Hi, I’ve been working with the AICamera example for PyTorch with MobileNet V2. As Ji Lin’s MobileNet V2 implementation includes a dropout layer, I wasn’t able to export the model to Android in the stable PyTorch 1.0 release (execution with predictor failed in both Python and Android). So, I had to remove that layer. Also, I couldn’t export the pretrained SqueezeNet model from PyTorch as it uses ceil_mode=True and ONNX export failed with that.

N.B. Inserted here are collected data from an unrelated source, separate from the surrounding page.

//! Deterministic per-symbol random streams.
//!
//! A master seed generates sub-seeds for each `(scope, symbol)` pair via
//! BLAKE3 hashing, so the stream an asset sees does not depend on which other
//! assets are in the run or the order they are processed.

use rand::rngs::StdRng;
use rand::SeedableRng;

/// Seed hierarchy rooted at one master seed.
#[derive(Debug, Clone, Copy, PartialEq, Eq)]
pub struct RngHierarchy {
    master_seed: u64,
}

impl RngHierarchy {
    pub fn new(master_seed: u64) -> Self {
        Self { master_seed }
    }

    pub fn master_seed(&self) -> u64 {
        self.master_seed
    }

    /// Sub-seed for a `(scope, symbol)` pair.
    pub fn sub_seed(&self, scope: &str, symbol: &str) -> u64 {
        let mut hasher = blake3::Hasher::new();
        hasher.update(&self.master_seed.to_le_bytes());
        // length-prefix so ("ab", "c") and ("a", "bc") differ
        hasher.update(&(scope.len() as u64).to_le_bytes());
        hasher.update(scope.as_bytes());
        hasher.update(symbol.as_bytes());
        let hash = hasher.finalize();
        let mut seed = [0u8; 8];
        seed.copy_from_slice(&hash.as_bytes()[..8]);
        u64::from_le_bytes(seed)
    }

    pub fn rng_for(&self, scope: &str, symbol: &str) -> StdRng {
        StdRng::seed_from_u64(self.sub_seed(scope, symbol))
    }
}
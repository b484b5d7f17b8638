//! Relative Strength Index (RSI).
//!
//! Rolling simple mean of gains and losses over `period` price changes.
//! RSI = 100 - 100 / (1 + avg_gain / avg_loss)
//! Lookback: period.
//! Edge cases: avg_loss == 0 → RSI = 100; avg_gain == 0 → RSI = 0; no movement → 50.

use super::series::{diff, rolling_mean};
use super::Indicator;
use crate::domain::bar::closes;
use crate::domain::Bar;

/// Overbought threshold used by the weight adjuster.
pub const OVERBOUGHT: f64 = 70.0;
/// Oversold threshold used by the weight adjuster.
pub const OVERSOLD: f64 = 30.0;

#[derive(Debug, Clone)]
pub struct Rsi {
    period: usize,
    name: String,
}

impl Rsi {
    pub fn new(period: usize) -> Self {
        assert!(period >= 1, "RSI period must be >= 1");
        Self {
            period,
            name: format!("rsi_{period}"),
        }
    }
}

impl Indicator for Rsi {
    fn name(&self) -> &str {
        &self.name
    }

    fn lookback(&self) -> usize {
        self.period
    }

    fn compute(&self, bars: &[Bar]) -> Vec<f64> {
        let changes = diff(&closes(bars));
        let gains: Vec<f64> = changes
            .iter()
            .map(|&c| if c.is_nan() { c } else { c.max(0.0) })
            .collect();
        let losses: Vec<f64> = changes
            .iter()
            .map(|&c| if c.is_nan() { c } else { (-c).max(0.0) })
            .collect();

        let avg_gain = rolling_mean(&gains, self.period);
        let avg_loss = rolling_mean(&losses, self.period);

        avg_gain
            .iter()
            .zip(&avg_loss)
            .map(|(&g, &l)| {
                if g.is_nan() || l.is_nan() {
                    f64::NAN
                } else {
                    compute_rsi(g, l)
                }
            })
            .collect()
    }
}

fn compute_rsi(avg_gain: f64, avg_loss: f64) -> f64 {
    if avg_loss == 0.0 && avg_gain == 0.0 {
        50.0 // no movement
    } else if avg_loss == 0.0 {
        100.0
    } else if avg_gain == 0.0 {
        0.0
    } else {
        100.0 - 100.0 / (1.0 + avg_gain / avg_loss)
    }
}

This week I cloned the PyTorch master from GitHub, as I saw those issues were fixed. I built the library and installed it, then I was able to export the models and execute them with predictor in Python. Then I also built the Caffe 2 API for Android using the build_android.sh script from the repo and copied the files to the AICamera project. I then copied the MobileNet V2 with dropout init_net and predict_net to the Android project and it worked perfectly. Nevertheless, when I tried to use the pretrained SqueezeNet model that I had exported, the Android app crashed in the model execution with predictor (even though it executed without trouble in Python).
I want to know how to fix it as I’ve seen SqueezeNet has been used with AICamera.
Some details that might help:
In stable PyTorch, the ONNX exported graph included the dropout and that was the reason why it couldn’t be executed with predictor. Now the dropout is not in the graph and I think that’s why it is executed correctly in both Python and PyTorch. What I mean is that it might have nothing to do with me building/updating the Caffe 2 API for Android.
I tried with both the original SqueezeNet pretrained model and a transfer-learning-trained one but none of them worked (it must be something in the architecture).